According to U.S. Energy Information Administration (EIA), its Report of Short-Term Energy Outlook (March 2018) showed that demand of electricity declined. Thus, the US net electricity generation decreased 1.5% YoY in 2017. The natural gas power generation output dropped 7.7% YoY, and the coal power generation output was reduced 2.5% YoY. Meanwhile, hydro, wind and solar energy generation output all grew annually.
The natural gas power generation has been the largest power generation source in the US for the third-consecutive year. However, in 2017, natural gas power generation decreased 105 billion kilowatt-hours YoY. This set a record of the largest annual decrease. EIA pointed out, the year 2017 was the first year that both natural gas and coal power generation output dropped from 2008. EIA mentioned, 2017 was also the first time that there was no newly added thermal power generation units for nearly 10 years.
According to EIA's statistics, in 2017, wind power generation took 6.3% share of US net power generation. Power-plant-level solar energy occupied 1.3% share of US net energy generation. These two figures both set new historical records.
GE's stock price dropped against the market headwind by 44.78% YoY in 2017. This has been its largest drop scale since 2008 (down 56.30% YoY). GE performed the worst among the 30 constituent stocks. From January 1, 2018 to March 20, 2018, GE's stock price fell by 21.83%. This was the worse among the Dow Jones Industrial Average.

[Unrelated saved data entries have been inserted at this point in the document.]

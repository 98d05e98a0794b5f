use susu_common::clock::{Clock, SystemClock};
use susu_common::db::{self, otp::Dao as OtpDao};
use susu_common::otp::OtpRecordStore;

use flexi_logger::{Age, Cleanup, Criterion, Duplicate, FileSpec, Logger, Naming, WriteMode};
use runner::JobRunner;
use std::sync::Arc;

mod env;
mod jobs;
mod runner;

use jobs::ClearExpiredOtpsJob;

fn main() {
    let conf = match env::Config::from_env() {
        Ok(c) => c,
        Err(e) => {
            eprintln!("ERROR: {e}");
            std::process::exit(1);
        }
    };

    tokio::runtime::Builder::new_multi_thread()
        .worker_threads(conf.worker_threads)
        .enable_all()
        .build()
        .expect("Failed to launch asynchronous runtime")
        .block_on(async move {
            let _logger = Logger::try_with_str(&conf.log_level)
                .expect(
                    "Invalid log level. Options: ERROR, WARN, INFO, DEBUG, TRACE. \
                     Example: `info, my::critical::module=trace`",
                )
                .log_to_file(FileSpec::default().directory("./logs"))
                .rotate(
                    Criterion::Age(Age::Day),
                    Naming::Timestamps,
                    Cleanup::KeepLogAndCompressedFiles(60, 365),
                )
                .cleanup_in_background_thread(true)
                .duplicate_to_stdout(Duplicate::All)
                .write_mode(WriteMode::BufferAndFlush)
                .format(|writer, now, record| {
                    write!(
                        writer,
                        "{:5} | {} | {}:{} | {}",
                        record.level(),
                        now.format("%Y-%m-%dT%H:%M:%S%.6fZ"),
                        record.module_path().unwrap_or("<unknown>"),
                        record.line().unwrap_or(0),
                        record.args()
                    )
                })
                .use_utc()
                .start()
                .expect("Failed to start logger");

            log::info!("Connecting to database...");

            let db_async_pool =
                match db::create_db_async_pool(&conf.database_uri(), conf.db_max_connections)
                    .await
                {
                    Ok(p) => p,
                    Err(e) => {
                        log::error!("Failed to create database pool: {e}");
                        std::process::exit(1);
                    }
                };

            log::info!("Successfully connected to database");

            let otp_store: Arc<dyn OtpRecordStore> = Arc::new(OtpDao::new(&db_async_pool));
            let clock: Arc<dyn Clock> = Arc::new(SystemClock);

            let mut job_runner = JobRunner::new(conf.update_frequency, &db_async_pool);

            job_runner
                .register(
                    Box::new(ClearExpiredOtpsJob::new(otp_store, clock)),
                    conf.clear_expired_otps_job_frequency,
                )
                .await;

            job_runner.start().await;
        });
}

GE Power announced to lay off 12,000 employees globally at the end of 2017, including professional managers and product line workers. GE stated that the layoff was meant to deal with major structural change in the global electricity market. The demand of traditional power market (such as natural gas and coal) has been sluggish. On a whole, demand of renewable energy grew, so that traditional power generation output significantly fell. Thus, their capacity became excessive, and their utilization rates of capacity became low.